- _Your objective_
Keep every line in which "struct" occurs and drop the rest of the data.

(Stored data entries)
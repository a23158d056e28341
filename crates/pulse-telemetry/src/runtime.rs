// Copyright 2025 eraflo
//
// Licensed under the Apache License, Version 2.0 (the "License");
// you may not use this file except in compliance with the License.
// You may obtain a copy of the License at
//
//     http://www.apache.org/licenses/LICENSE-2.0
//
// Unless required by applicable law or agreed to in writing, software
// distributed under the License is distributed on an "AS IS" BASIS,
// WITHOUT WARRANTIES OR CONDITIONS OF ANY KIND, either express or implied.
// See the License for the specific language governing permissions and
// limitations under the License.

//! Process-level runtime statistics captured into registry instruments.

use crate::registry::Registry;
use pulse_core::{Gauge, GaugeFloat, MetricsResult, Tags, Timer};
use std::time::Instant;
use sysinfo::{Pid, ProcessesToUpdate, System};

/// Samples the current process's resource usage into a fixed set of
/// instruments.
///
/// Call [`Self::register`] once to create the instruments in a registry,
/// then [`Self::capture_once`] on whatever cadence the caller owns —
/// typically as an exporter pre-capture hook. Each capturer owns its own
/// [`sysinfo::System`] and previous-sample counters, so independent
/// capturers never interfere.
#[derive(Debug)]
pub struct RuntimeStatCapturer {
    system: System,
    pid: Pid,
    last_disk: Option<(u64, u64)>,
    resident: Gauge,
    virtual_mem: Gauge,
    cpu: GaugeFloat,
    disk_read: Gauge,
    disk_written: Gauge,
    disk_read_total: Gauge,
    disk_written_total: Gauge,
    uptime: Gauge,
    refresh: Timer,
}

impl RuntimeStatCapturer {
    /// Creates a capturer for the current process.
    pub fn new() -> Self {
        Self {
            system: System::new(),
            pid: Pid::from_u32(std::process::id()),
            last_disk: None,
            resident: Gauge::new(),
            virtual_mem: Gauge::new(),
            cpu: GaugeFloat::new(),
            disk_read: Gauge::new(),
            disk_written: Gauge::new(),
            disk_read_total: Gauge::new(),
            disk_written_total: Gauge::new(),
            uptime: Gauge::new(),
            refresh: Timer::new(),
        }
    }

    /// Registers the capturer's instruments under fixed `process.runtime.*`
    /// names with empty tags. Fails with a duplicate error if the registry
    /// already holds any of the names, leaving the earlier entries in place.
    pub fn register(&self, registry: &Registry) -> MetricsResult<()> {
        registry.register(
            "process.runtime.memory.resident",
            Tags::new(),
            self.resident.clone().into(),
        )?;
        registry.register(
            "process.runtime.memory.virtual",
            Tags::new(),
            self.virtual_mem.clone().into(),
        )?;
        registry.register(
            "process.runtime.cpu.percent",
            Tags::new(),
            self.cpu.clone().into(),
        )?;
        registry.register(
            "process.runtime.disk.read",
            Tags::new(),
            self.disk_read.clone().into(),
        )?;
        registry.register(
            "process.runtime.disk.written",
            Tags::new(),
            self.disk_written.clone().into(),
        )?;
        registry.register(
            "process.runtime.disk.read.total",
            Tags::new(),
            self.disk_read_total.clone().into(),
        )?;
        registry.register(
            "process.runtime.disk.written.total",
            Tags::new(),
            self.disk_written_total.clone().into(),
        )?;
        registry.register(
            "process.runtime.uptime",
            Tags::new(),
            self.uptime.clone().into(),
        )?;
        registry.register(
            "process.runtime.refresh",
            Tags::new(),
            self.refresh.clone().into(),
        )?;
        Ok(())
    }

    /// Refreshes the process sample and updates every instrument. Disk
    /// deltas need two captures before they carry a value; the first capture
    /// only seeds the previous-sample counters.
    pub fn capture_once(&mut self) {
        let started = Instant::now();
        self.system
            .refresh_processes(ProcessesToUpdate::Some(&[self.pid]), true);

        match self.system.process(self.pid) {
            Some(process) => {
                self.resident.update(process.memory() as i64);
                self.virtual_mem.update(process.virtual_memory() as i64);
                self.cpu.update(process.cpu_usage() as f64);
                self.uptime.update(process.run_time() as i64);

                let disk = process.disk_usage();
                if let Some((last_read, last_written)) = self.last_disk {
                    self.disk_read
                        .update(disk.total_read_bytes.saturating_sub(last_read) as i64);
                    self.disk_written
                        .update(disk.total_written_bytes.saturating_sub(last_written) as i64);
                }
                self.disk_read_total.update(disk.total_read_bytes as i64);
                self.disk_written_total
                    .update(disk.total_written_bytes as i64);
                self.last_disk = Some((disk.total_read_bytes, disk.total_written_bytes));
            }
            None => {
                log::warn!("process {} not visible to sysinfo, skipping sample", self.pid);
            }
        }

        self.refresh.update_since(started);
    }
}

impl Default for RuntimeStatCapturer {
    fn default() -> Self {
        Self::new()
    }
}

#[cfg(test)]
mod tests {
    use super::*;
    use pulse_core::{InstrumentKind, MetricsError};

    #[test]
    fn test_register_creates_the_fixed_instrument_set() {
        let registry = Registry::leaf();
        let capturer = RuntimeStatCapturer::new();
        capturer.register(&registry).unwrap();

        let mut names = Vec::new();
        registry.each(|name, tm| {
            assert!(tm.tags().is_empty());
            names.push(name);
        });
        names.sort();
        assert_eq!(
            names,
            vec![
                "process.runtime.cpu.percent",
                "process.runtime.disk.read",
                "process.runtime.disk.read.total",
                "process.runtime.disk.written",
                "process.runtime.disk.written.total",
                "process.runtime.memory.resident",
                "process.runtime.memory.virtual",
                "process.runtime.refresh",
                "process.runtime.uptime",
            ]
        );

        let refresh = registry
            .get("process.runtime.refresh", &Tags::new())
            .unwrap();
        assert_eq!(refresh.kind(), InstrumentKind::Timer);
    }

    #[test]
    fn test_second_register_into_same_registry_fails() {
        let registry = Registry::leaf();
        RuntimeStatCapturer::new().register(&registry).unwrap();
        let err = RuntimeStatCapturer::new().register(&registry).unwrap_err();
        assert!(matches!(err, MetricsError::DuplicateMetric { .. }));
    }

    #[test]
    fn test_capture_updates_instruments() {
        let registry = Registry::leaf();
        let mut capturer = RuntimeStatCapturer::new();
        capturer.register(&registry).unwrap();

        capturer.capture_once();
        capturer.capture_once();

        let refresh = registry
            .get("process.runtime.refresh", &Tags::new())
            .unwrap();
        assert_eq!(refresh.as_timer().map(Timer::count), Some(2));

        let resident = registry
            .get("process.runtime.memory.resident", &Tags::new())
            .unwrap();
        assert!(resident.as_gauge().map(Gauge::value).unwrap() > 0);
    }

    #[test]
    fn test_capturer_writes_through_a_segment() {
        let root = Registry::leaf();
        let seg = Registry::segmented("svc", Tags::from([("env", "test")]), root.clone());
        RuntimeStatCapturer::new().register(&seg).unwrap();

        assert!(root
            .get(
                "svc.process.runtime.uptime",
                &Tags::from([("env", "test")])
            )
            .is_some());
    }
}
// Copyright 2025 eraflo
//
// Licensed under the Apache License, Version 2.0 (the "License");
// you may not use this file except in compliance with the License.
// You may obtain a copy of the License at
//
//     http://www.apache.org/licenses/LICENSE-2.0
//
// Unless required by applicable law or agreed to in writing, software
// distributed under the License is distributed on an "AS IS" BASIS,
// WITHOUT WARRANTIES OR CONDITIONS OF ANY KIND, either express or implied.
// See the License for the specific language governing permissions and
// limitations under the License.

//! Periodic exporters over a registry tree.
//!
//! Exporters are thin consumers: on each tick they enumerate a root-level
//! registry node, format the surfaced metrics, and ship them. Transport
//! errors are logged and never affect registry state.

pub mod opentsdb;
pub mod prometheus;

pub use self::opentsdb::{OpenTsdbExporter, OpenTsdbFormat, Point, PointValue};
pub use self::prometheus::PrometheusBridge;
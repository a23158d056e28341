// Copyright 2025 eraflo
//
// Licensed under the Apache License, Version 2.0 (the "License");
// you may not use this file except in compliance with the License.
// You may obtain a copy of the License at
//
//     http://www.apache.org/licenses/LICENSE-2.0
//
// Unless required by applicable law or agreed to in writing, software
// distributed under the License is distributed on an "AS IS" BASIS,
// WITHOUT WARRANTIES OR CONDITIONS OF ANY KIND, either express or implied.
// See the License for the specific language governing permissions and
// limitations under the License.

//! Enumeration-time renaming decorator.

use crate::registry::{join_name, Registry};
use pulse_core::{Instrument, MetricsResult, TaggedMetric, Tags};

/// Decorates an underlying registry with a display prefix and default tags.
///
/// The prefix and tags are applied ONLY when metrics are enumerated: `get`,
/// `register`, `get_or_register` and `unregister` pass through to the
/// underlying registry with the name and tags untouched, so storage identity
/// is independent of this decorator. Use [`super::SegmentedRegistry`] when
/// the transform must apply on write as well.
#[derive(Debug)]
pub struct PrefixedRegistry {
    underlying: Registry,
    prefix: String,
    default_tags: Tags,
}

impl PrefixedRegistry {
    /// Wraps `underlying` with `prefix` and `default_tags`.
    pub fn new(prefix: impl Into<String>, default_tags: Tags, underlying: Registry) -> Self {
        Self {
            underlying,
            prefix: prefix.into(),
            default_tags,
        }
    }

    /// Pass-through lookup: the stored name is the caller's name.
    pub fn get(&self, name: &str, tags: &Tags) -> Option<Instrument> {
        self.underlying.get(name, tags)
    }

    pub fn get_or_register(&self, name: &str, tags: Tags, instrument: Instrument) -> Instrument {
        self.underlying.get_or_register(name, tags, instrument)
    }

    pub fn get_or_register_with<F>(&self, name: &str, tags: Tags, factory: F) -> Instrument
    where
        F: FnOnce() -> Instrument,
    {
        self.underlying.get_or_register_with(name, tags, factory)
    }

    pub fn register(&self, name: &str, tags: Tags, instrument: Instrument) -> MetricsResult<()> {
        self.underlying.register(name, tags, instrument)
    }

    pub fn add(&self, name: &str, tags: Tags, instrument: Instrument) -> MetricsResult<()> {
        self.underlying.add(name, tags, instrument)
    }

    pub fn unregister(&self, name: &str, tags: &Tags) {
        self.underlying.unregister(name, tags)
    }

    pub fn unregister_all(&self) {
        self.underlying.unregister_all()
    }

    pub fn run_healthchecks(&self) {
        self.underlying.run_healthchecks()
    }

    /// Enumerates the underlying registry, renaming each entry to
    /// `prefix.name` (name unchanged when the prefix is empty) and merging
    /// in the default tags. A metric's own tags win over the defaults.
    pub fn each<F>(&self, visit: F)
    where
        F: FnMut(String, TaggedMetric),
    {
        let transform = |name: String, metric: TaggedMetric| {
            (
                join_name(&self.prefix, &name),
                metric.add_tags(&self.default_tags),
            )
        };
        self.underlying.wrapped_each(transform, visit);
    }

    /// Forwards the caller's transform unchanged; this decorator's own
    /// prefix and tags do not participate.
    pub fn wrapped_each<T, F>(&self, transform: T, visit: F)
    where
        T: Fn(String, TaggedMetric) -> (String, TaggedMetric),
        F: FnMut(String, TaggedMetric),
    {
        self.underlying.wrapped_each(transform, visit);
    }
}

- _Response area_
pub struct RuntimeStatCapturer {
pub struct PrefixedRegistry {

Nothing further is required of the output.